Aim of the exercise →
Retrieve every line from the records in which the word "DomainResult" occurs.

Task input →
Segment Open
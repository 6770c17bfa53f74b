//! Book read model and write payloads.

use serde::{Deserialize, Serialize};

use bibliotek_core::{BookId, CategoryId, DomainError, DomainResult};

use crate::category::Category;

/// A book as returned by the API.
#[derive(Debug, Clone, PartialEq, Serialize, Deserialize)]
#[serde(rename_all = "camelCase")]
pub struct Book {
    pub id: BookId,
    pub title: String,
    pub author: String,
    pub edition_number: u32,
    #[serde(default)]
    pub categories: Vec<Category>,
    pub quantity: u32,
    pub is_available: bool,
}

impl Book {
    /// Whether a borrow request may include this book.
    pub fn is_borrowable(&self) -> bool {
        self.is_available && self.quantity > 0
    }
}

/// Payload for creating a book.
#[derive(Debug, Clone, PartialEq, Eq, Serialize, Deserialize)]
#[serde(rename_all = "camelCase")]
pub struct CreateBook {
    pub title: String,
    pub author: String,
    pub edition_number: u32,
    pub category_ids: Vec<CategoryId>,
}

impl CreateBook {
    /// Validate the payload before it is sent to the API.
    pub fn validate(&self) -> DomainResult<()> {
        if self.title.trim().is_empty() {
            return Err(DomainError::validation("title must not be empty"));
        }
        if self.author.trim().is_empty() {
            return Err(DomainError::validation("author must not be empty"));
        }
        if self.edition_number == 0 {
            return Err(DomainError::validation("edition number must be at least 1"));
        }
        Ok(())
    }
}

/// Payload for updating a book. Extends [`CreateBook`] with stock fields.
#[derive(Debug, Clone, PartialEq, Eq, Serialize, Deserialize)]
#[serde(rename_all = "camelCase")]
pub struct UpdateBook {
    pub title: String,
    pub author: String,
    pub edition_number: u32,
    pub category_ids: Vec<CategoryId>,
    pub quantity: u32,
    pub is_available: bool,
}

impl UpdateBook {
    pub fn validate(&self) -> DomainResult<()> {
        if self.title.trim().is_empty() {
            return Err(DomainError::validation("title must not be empty"));
        }
        if self.author.trim().is_empty() {
            return Err(DomainError::validation("author must not be empty"));
        }
        if self.edition_number == 0 {
            return Err(DomainError::validation("edition number must be at least 1"));
        }
        if self.is_available && self.quantity == 0 {
            return Err(DomainError::invariant(
                "a book with zero copies cannot be marked available",
            ));
        }
        Ok(())
    }
}
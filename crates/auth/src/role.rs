//! RBAC roles known to the client.

use serde::{Deserialize, Serialize};
use thiserror::Error;

/// Role granted to an authenticated user.
///
/// The API is not consistent about casing ("Admin" vs "admin"), so parsing is
/// case-insensitive; the wire form written by this client is always lowercase.
#[derive(Debug, Clone, Copy, PartialEq, Eq, Hash, Serialize, Deserialize)]
#[serde(try_from = "String", into = "String")]
pub enum Role {
    Admin,
    User,
}

impl Role {
    pub fn is_admin(self) -> bool {
        self == Role::Admin
    }

    pub fn as_str(self) -> &'static str {
        match self {
            Role::Admin => "admin",
            Role::User => "user",
        }
    }
}

#[derive(Debug, Error, Clone, PartialEq, Eq)]
#[error("unknown role: {0}")]
pub struct RoleParseError(String);

impl TryFrom<String> for Role {
    type Error = RoleParseError;

    fn try_from(value: String) -> Result<Self, Self::Error> {
        match value.trim() {
            s if s.eq_ignore_ascii_case("admin") => Ok(Role::Admin),
            s if s.eq_ignore_ascii_case("user") => Ok(Role::User),
            other => Err(RoleParseError(other.to_string())),
        }
    }
}

impl From<Role> for String {
    fn from(value: Role) -> Self {
        value.as_str().to_string()
    }
}

impl core::fmt::Display for Role {
    fn fmt(&self, f: &mut core::fmt::Formatter<'_>) -> core::fmt::Result {
        f.write_str(self.as_str())
    }
}

#[cfg(test)]
mod tests {
    use super::*;

    #[test]
    fn parsing_is_case_insensitive() {
        for raw in ["Admin", "admin", "ADMIN", " admin "] {
            let role: Role = serde_json::from_value(serde_json::json!(raw)).unwrap();
            assert_eq!(role, Role::Admin);
        }
    }

    #[test]
    fn unknown_role_is_rejected() {
        let result = serde_json::from_value::<Role>(serde_json::json!("librarian"));
        assert!(result.is_err());
    }

    #[test]
    fn wire_form_is_lowercase() {
        assert_eq!(serde_json::to_value(Role::Admin).unwrap(), "admin");
        assert_eq!(serde_json::to_value(Role::User).unwrap(), "user");
    }
}
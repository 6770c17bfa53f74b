//! The response envelope every API endpoint wraps its payload in.

use serde::Deserialize;

use crate::error::{ClientError, FALLBACK_MESSAGE};

/// Wire envelope: `{ success, statusCode, errors, content }`.
///
/// Callers never see this type on the success path — the client unwraps it
/// and hands back only the inner content.
#[derive(Debug, Clone, Deserialize)]
#[serde(rename_all = "camelCase")]
pub struct ApiEnvelope<T> {
    pub success: bool,
    #[serde(default)]
    pub status_code: u16,
    #[serde(default)]
    pub errors: Option<Vec<String>>,
    #[serde(default = "Option::default")]
    pub content: Option<T>,
}

impl<T> ApiEnvelope<T> {
    /// Unwrap the envelope, discarding it on success and normalizing
    /// failures.
    pub fn into_content(self) -> Result<T, ClientError> {
        if self.success {
            self.content
                .ok_or_else(|| ClientError::Parse("success response without content".to_string()))
        } else {
            Err(self.into_error())
        }
    }

    /// Like [`Self::into_content`], but for endpoints whose content does not
    /// matter (delete, logout).
    pub fn expect_success(self) -> Result<(), ClientError> {
        if self.success {
            Ok(())
        } else {
            Err(self.into_error())
        }
    }

    fn into_error(self) -> ClientError {
        match self.errors {
            Some(errors) if !errors.is_empty() => ClientError::Validation(errors),
            _ => ClientError::Api(self.status_code, FALLBACK_MESSAGE.to_string()),
        }
    }
}

#[cfg(test)]
mod tests {
    use super::*;

    #[test]
    fn success_yields_only_the_inner_content() {
        let envelope: ApiEnvelope<Vec<u32>> = serde_json::from_value(serde_json::json!({
            "success": true,
            "statusCode": 200,
            "errors": null,
            "content": [1, 2, 3],
        }))
        .unwrap();

        assert_eq!(envelope.into_content().unwrap(), vec![1, 2, 3]);
    }

    #[test]
    fn populated_errors_surface_exactly() {
        let envelope: ApiEnvelope<()> = serde_json::from_value(serde_json::json!({
            "success": false,
            "statusCode": 400,
            "errors": ["title must not be empty", "author must not be empty"],
            "content": null,
        }))
        .unwrap();

        match envelope.into_content().unwrap_err() {
            ClientError::Validation(errors) => {
                assert_eq!(
                    errors,
                    vec!["title must not be empty", "author must not be empty"]
                );
            }
            other => panic!("expected Validation, got {other:?}"),
        }
    }

    #[test]
    fn failure_without_errors_falls_back_to_generic_api_error() {
        let envelope: ApiEnvelope<()> = serde_json::from_value(serde_json::json!({
            "success": false,
            "statusCode": 500,
            "errors": [],
            "content": null,
        }))
        .unwrap();

        match envelope.into_content().unwrap_err() {
            ClientError::Api(500, message) => assert_eq!(message, FALLBACK_MESSAGE),
            other => panic!("expected Api, got {other:?}"),
        }
    }

    #[test]
    fn success_without_content_is_a_parse_error() {
        let envelope: ApiEnvelope<u32> = serde_json::from_value(serde_json::json!({
            "success": true,
            "statusCode": 200,
        }))
        .unwrap();

        assert!(matches!(
            envelope.into_content(),
            Err(ClientError::Parse(_))
        ));
    }

    #[test]
    fn expect_success_ignores_missing_content() {
        let envelope: ApiEnvelope<serde_json::Value> =
            serde_json::from_value(serde_json::json!({
                "success": true,
                "statusCode": 200,
                "content": null,
            }))
            .unwrap();

        assert!(envelope.expect_success().is_ok());
    }
}
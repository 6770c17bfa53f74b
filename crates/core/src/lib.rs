//! `bibliotek-core` — shared foundation for the library-management client.
//!
//! This crate contains **pure** building blocks (typed identifiers, the
//! domain error model, pagination primitives); no IO, no HTTP.

pub mod error;
pub mod id;
pub mod page;

pub use error::{DomainError, DomainResult};
pub use id::{BookId, CategoryId, RequestId, UserId};
pub use page::{Page, PageQuery, DEFAULT_PAGE_SIZE};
Segment Closed
Reply →
use bibliotek_core::{BookId, CategoryId, DomainError, DomainResult};
    pub fn validate(&self) -> DomainResult<()> {
    pub fn validate(&self) -> DomainResult<()> {
pub use error::{DomainError, DomainResult};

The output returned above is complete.